New Delhi: The Supreme Court begins the final argument in the 1988 road rage case against Punjab local bodies minister Navjot Singh Sidhu. Punjab and Haryana High Court in 2006 verdict convicted him of culpable homicide not amounting to murder, he made his submissions against the high court verdict.
After eleven years the HC verdict was challenged in the Supreme Court Senior advocate RS Cheema opened Sidhu’s defence in the 30-year old road rage case . He questioned the finding that the victim died after Sidhu and his friend Rupinder Singh Sandhu beat him up. He submitted before a bench of justices J Chelameswar and Sanjay Kishan Kaul that the victim, Gurnam Singh, died due to cardiac arrest.
In his arguments, Cheema placed reliance on medical journals to establish his point that an autopsy report can never attribute a natural death to cardiac arrest. To support his claim, he read out portions of Modi’s medical journal and argued that the victim’s heart was weak and he died due to an attack. The senior advocate will elaborate on his arguments on Wednesday.
Cheema contested the prosecution case that Singh succumbed to the injuries received in the assault.
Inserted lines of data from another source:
/// Result of a run: the report, every artifact produced, and the error that halted it
#[derive(Debug)]
pub struct RunOutcome {
    pub report: RunReport,
    pub layout: OutputLayout,
    /// Source first, then one artifact per completed stage
    pub artifacts: Vec<Artifact>,
    pub error: Option<PipelineError>,
}

impl RunOutcome {
    pub fn artifact(&self, stage: StageId) -> Option<&Artifact> {
        self.artifacts.iter().find(|a| a.kind == stage.output_kind())
    }

    pub fn into_result(self) -> Result<RunReport> {
        match self.error {
            Some(e) => Err(e),
            None => Ok(self.report),
        }
    }
}

/// Runs review, then validate and refactor in full mode, each stage fed the
/// previous stage's output unchanged
pub struct Pipeline<'a> {
    generator: &'a dyn TextGenerator,
    config: PipelineConfig,
}

impl<'a> Pipeline<'a> {
    pub fn new(generator: &'a dyn TextGenerator, config: PipelineConfig) -> Self {
        Self { generator, config }
    }

    pub fn config(&self) -> &PipelineConfig {
        &self.config
    }

    /// Execute one run over an uploaded source.
    ///
    /// Errors before the first stage (run lock, legacy copy) are returned
    /// directly. A stage failure stops the run and is reported in the
    /// outcome; outputs of earlier stages stay on disk.
    pub async fn run(&self, source: &SourceFile) -> Result<RunOutcome> {
        let run_id = Uuid::new_v4();
        let mode = self.config.mode;
        let layout = if self.config.isolate {
            OutputLayout::isolated(&self.config.workspace, run_id)
        } else {
            OutputLayout::new(&self.config.workspace)
        };

        info!(
            "Run {} ({:?} mode) writing under {:?}",
            run_id,
            mode,
            layout.root()
        );

        let _lock = if self.config.force_unlock {
            layout.force_lock()?
        } else {
            layout.lock()?
        };
        write_text(&layout.legacy_path(&source.name), &source.content)?;

        let mut report = RunReport::new(run_id, mode);
        let mut sequencer = Sequencer::new();
        let mut current = Artifact::source(source.content.clone());
        let mut artifacts = vec![current.clone()];
        let mut failure = None;

        for &stage in mode.stages() {
            sequencer.advance(PipelineState::running(stage))?;
            report.state = sequencer.state();
            report.stage_mut(stage).status = StageStatus::Running;

            let mut trace = StageTrace::new();
            let result = self.execute(stage, &current, &layout, &mut trace).await;
            let entry = report.stage_mut(stage);
            entry.trace = trace;

            match result {
                Ok(StageOutput { artifact, path }) => {
                    sequencer.advance(PipelineState::done(stage))?;
                    entry.status = StageStatus::Complete;
                    entry.output_path = Some(path);
                    artifacts.push(artifact.clone());
                    current = artifact;
                }
                Err(e) => {
                    error!("{} error: {}", stage, e);
                    sequencer.advance(PipelineState::Failed)?;
                    entry.status = StageStatus::Errored(e.to_string());
                    failure = Some(e);
                    break;
                }
            }
            report.state = sequencer.state();
        }

        report.state = sequencer.state();
        report.finished_at = Some(Utc::now());

        if failure.is_none() && mode == RunMode::Full {
            report.download = Some(DownloadArtifact::refactored_code(current.content()));
        }

        Ok(RunOutcome {
            report,
            layout,
            artifacts,
            error: failure,
        })
    }

    async fn execute(
        &self,
        stage: StageId,
        input: &Artifact,
        layout: &OutputLayout,
        trace: &mut StageTrace,
    ) -> Result<StageOutput> {
        match stage {
            StageId::Review => execute_stage1(self.generator, input, layout, trace).await,
            StageId::Validate => execute_stage2(self.generator, input, layout, trace).await,
            StageId::Refactor => execute_stage3(self.generator, input, layout, trace).await,
        }
    }
}
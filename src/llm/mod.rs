pub mod client;
pub mod mock;
pub mod prompts;

pub use client::*;
pub use mock::*;
pub use prompts::*;
use std::path::PathBuf;
use std::time::Instant;

use tracing::{debug, info, warn};

use crate::error::{PipelineError, Result};
use crate::io::{write_text, OutputLayout};
use crate::llm::{
    build_system_prompt, build_task_prompt, persona, stage_task, GenerationError, GenerationRequest,
    TextGenerator,
};
use crate::models::{Artifact, StageId, StageTrace};

/// Artifact produced by a stage and where it was persisted
#[derive(Debug, Clone)]
pub struct StageOutput {
    pub artifact: Artifact,
    pub path: PathBuf,
}

/// Build the prompt pair a stage sends for `input`
pub fn build_request(stage: StageId, input: &str) -> GenerationRequest {
    GenerationRequest {
        stage,
        system: build_system_prompt(persona(stage)),
        user: build_task_prompt(&stage_task(stage, input)),
    }
}

/// Run one stage: render its template over `input`, call the model once,
/// post-process the text, and overwrite the stage's fixed output path.
///
/// Trace lines are appended to `trace` whether or not the call succeeds.
pub async fn invoke_stage(
    generator: &dyn TextGenerator,
    stage: StageId,
    input: &Artifact,
    layout: &OutputLayout,
    trace: &mut StageTrace,
    postprocess: fn(&str) -> String,
) -> Result<StageOutput> {
    if input.kind != stage.input_kind() {
        warn!(
            "{} expected {:?} input, got {:?}",
            stage,
            stage.input_kind(),
            input.kind
        );
    }
    if input.is_empty() {
        return Err(PipelineError::InvalidInput(format!("{} input is empty", stage)));
    }

    let agent = persona(stage);
    let request = build_request(stage, input.content());

    trace.record(format!("Agent: {}", agent.role));
    trace.record(format!("Model: {}", generator.model()));
    trace.record(format!(
        "Task prompt: {} chars (input {} chars)",
        request.user.len(),
        input.content().len()
    ));
    info!("Starting {}", stage);
    debug!("{} system prompt: {}", stage, request.system);

    let started = Instant::now();
    let raw = match generator.generate(&request).await {
        Ok(text) => text,
        Err(e) => {
            let message = e.to_string();
            trace.record(format!("Error after {} ms: {}", started.elapsed().as_millis(), message));
            warn!("{} failed: {}", stage, message);
            return Err(PipelineError::ExternalService { stage, message });
        }
    };
    trace.record(format!(
        "Response: {} chars in {} ms",
        raw.len(),
        started.elapsed().as_millis()
    ));

    let content = postprocess(&raw);
    if content.len() != raw.len() {
        trace.record(format!("Post-processed to {} chars", content.len()));
    }
    if content.trim().is_empty() {
        let message = GenerationError::EmptyResponse.to_string();
        trace.record(format!("Rejected output: {}", message));
        warn!("{} returned no usable text", stage);
        return Err(PipelineError::ExternalService { stage, message });
    }

    let path = layout.stage_path(stage);
    if let Err(e) = write_text(&path, &content) {
        trace.record(format!("Write failed: {}", e));
        return Err(e);
    }
    trace.record(format!("Saved to {}", path.display()));
    info!("{} complete, output written to {:?}", stage, path);

    Ok(StageOutput {
        artifact: Artifact::produced(stage, content, trace.clone()),
        path,
    })
}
According to the FIR on December 27, 1988 Sidhu and Sandhu were reportedly present in a Gypsy SUV parked near Sheranwala Gate Crossing. Singh who was in a Maruti car and on way, to a bank along with two other persons asked the occupants to give him way following which Sidhu allegedly dragged Singh out and punched him. Sandhu reportedly took the keys of Singh’s car and attacked his friends before speeding away with Sidhu. Singh was rushed to a hospital where he was declared dead.
At first Sidhu and his friend Sandhu were tried for murder (Section 302, IPC) and were acquitted by the Patiala sessions court in 1999. The Punjab government challenged the verdict in the HC, which convicted the two in 2006 of culpable homicide not amounting to murder with three years of jail term. The verdict led to the resignation of Sidhu from the Lok Sabha.
In January 2007, Sidhu moved the top court, which stayed both his conviction and sentence. He was granted bail to enable him contest bypolls to the Amritsar Lok Sabha.